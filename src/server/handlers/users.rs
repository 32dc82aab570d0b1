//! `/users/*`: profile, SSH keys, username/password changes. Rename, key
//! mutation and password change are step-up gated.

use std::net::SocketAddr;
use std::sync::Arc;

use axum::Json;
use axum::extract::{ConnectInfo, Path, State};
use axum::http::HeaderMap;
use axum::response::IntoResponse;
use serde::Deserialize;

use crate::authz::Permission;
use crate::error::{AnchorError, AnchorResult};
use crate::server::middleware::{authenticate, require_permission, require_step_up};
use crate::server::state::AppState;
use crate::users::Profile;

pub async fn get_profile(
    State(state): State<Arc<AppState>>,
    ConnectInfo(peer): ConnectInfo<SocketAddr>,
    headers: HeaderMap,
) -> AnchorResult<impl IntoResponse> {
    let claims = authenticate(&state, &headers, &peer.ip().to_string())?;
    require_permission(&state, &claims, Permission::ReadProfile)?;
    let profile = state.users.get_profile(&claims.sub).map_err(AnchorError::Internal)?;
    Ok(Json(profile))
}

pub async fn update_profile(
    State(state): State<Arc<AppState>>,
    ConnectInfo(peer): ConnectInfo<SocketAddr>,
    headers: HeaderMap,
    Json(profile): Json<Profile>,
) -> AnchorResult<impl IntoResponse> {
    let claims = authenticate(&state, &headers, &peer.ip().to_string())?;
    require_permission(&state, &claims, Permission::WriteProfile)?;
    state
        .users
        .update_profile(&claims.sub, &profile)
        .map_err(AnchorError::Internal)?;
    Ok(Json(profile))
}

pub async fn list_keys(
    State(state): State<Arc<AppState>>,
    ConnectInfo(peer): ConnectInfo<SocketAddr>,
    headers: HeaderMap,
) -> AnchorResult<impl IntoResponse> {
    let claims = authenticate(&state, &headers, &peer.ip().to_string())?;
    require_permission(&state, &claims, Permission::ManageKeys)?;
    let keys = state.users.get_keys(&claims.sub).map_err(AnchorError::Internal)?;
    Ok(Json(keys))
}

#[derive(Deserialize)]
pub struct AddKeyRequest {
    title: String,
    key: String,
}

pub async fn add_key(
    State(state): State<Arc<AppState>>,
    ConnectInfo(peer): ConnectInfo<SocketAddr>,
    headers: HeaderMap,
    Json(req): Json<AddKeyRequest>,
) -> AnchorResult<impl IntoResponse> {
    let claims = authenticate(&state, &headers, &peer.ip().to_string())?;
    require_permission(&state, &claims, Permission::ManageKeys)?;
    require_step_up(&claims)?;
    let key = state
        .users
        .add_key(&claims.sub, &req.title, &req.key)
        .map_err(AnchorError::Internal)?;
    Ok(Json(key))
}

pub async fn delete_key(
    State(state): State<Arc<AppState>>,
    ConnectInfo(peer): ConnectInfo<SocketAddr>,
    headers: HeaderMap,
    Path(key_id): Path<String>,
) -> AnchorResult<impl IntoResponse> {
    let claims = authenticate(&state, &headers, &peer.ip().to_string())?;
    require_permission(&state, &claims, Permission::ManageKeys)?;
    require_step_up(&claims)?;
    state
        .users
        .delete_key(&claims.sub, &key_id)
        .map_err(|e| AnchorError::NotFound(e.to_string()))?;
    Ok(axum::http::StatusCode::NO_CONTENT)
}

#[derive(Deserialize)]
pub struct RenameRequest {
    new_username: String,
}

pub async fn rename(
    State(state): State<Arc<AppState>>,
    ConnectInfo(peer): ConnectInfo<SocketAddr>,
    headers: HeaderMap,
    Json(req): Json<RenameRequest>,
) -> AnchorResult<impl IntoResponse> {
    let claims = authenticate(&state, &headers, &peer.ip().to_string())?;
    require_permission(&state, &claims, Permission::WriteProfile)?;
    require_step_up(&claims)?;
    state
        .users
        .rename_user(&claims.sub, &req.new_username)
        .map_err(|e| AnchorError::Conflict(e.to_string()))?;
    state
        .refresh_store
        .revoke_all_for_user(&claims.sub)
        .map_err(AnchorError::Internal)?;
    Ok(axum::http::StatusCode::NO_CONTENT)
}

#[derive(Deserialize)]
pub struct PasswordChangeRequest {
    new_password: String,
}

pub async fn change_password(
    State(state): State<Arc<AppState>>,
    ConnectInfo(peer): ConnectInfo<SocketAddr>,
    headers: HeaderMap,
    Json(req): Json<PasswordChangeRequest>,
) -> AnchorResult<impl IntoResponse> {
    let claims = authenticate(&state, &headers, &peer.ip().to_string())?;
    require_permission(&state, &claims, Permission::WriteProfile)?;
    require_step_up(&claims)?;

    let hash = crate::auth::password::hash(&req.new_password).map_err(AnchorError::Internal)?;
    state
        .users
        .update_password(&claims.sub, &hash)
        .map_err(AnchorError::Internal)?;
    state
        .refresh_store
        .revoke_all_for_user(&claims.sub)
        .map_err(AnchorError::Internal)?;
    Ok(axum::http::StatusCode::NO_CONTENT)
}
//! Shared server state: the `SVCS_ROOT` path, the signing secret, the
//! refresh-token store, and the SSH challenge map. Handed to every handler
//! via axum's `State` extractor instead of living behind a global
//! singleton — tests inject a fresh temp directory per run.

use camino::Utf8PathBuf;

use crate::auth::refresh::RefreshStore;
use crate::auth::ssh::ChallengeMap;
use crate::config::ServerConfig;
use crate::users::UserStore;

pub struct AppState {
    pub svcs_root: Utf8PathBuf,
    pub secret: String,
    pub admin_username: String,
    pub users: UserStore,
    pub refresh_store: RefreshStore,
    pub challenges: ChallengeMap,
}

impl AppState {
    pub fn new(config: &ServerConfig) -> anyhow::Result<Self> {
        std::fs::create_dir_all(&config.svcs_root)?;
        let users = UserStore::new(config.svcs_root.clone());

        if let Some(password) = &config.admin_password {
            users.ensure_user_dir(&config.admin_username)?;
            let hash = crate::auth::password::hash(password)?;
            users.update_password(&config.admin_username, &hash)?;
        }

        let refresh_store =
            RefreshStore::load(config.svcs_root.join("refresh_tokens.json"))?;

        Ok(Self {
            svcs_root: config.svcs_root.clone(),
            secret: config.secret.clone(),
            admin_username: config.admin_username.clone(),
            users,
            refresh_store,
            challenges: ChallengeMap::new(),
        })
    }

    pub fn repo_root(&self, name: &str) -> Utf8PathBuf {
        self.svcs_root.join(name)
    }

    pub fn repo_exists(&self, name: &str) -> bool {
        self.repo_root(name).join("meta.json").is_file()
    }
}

Action item:
Wherever a line in the entries holds "RefreshStore", copy that line.

Task response:
use crate::auth::refresh::RefreshStore;
    pub refresh_store: RefreshStore,
            RefreshStore::load(config.svcs_root.join("refresh_tokens.json"))?;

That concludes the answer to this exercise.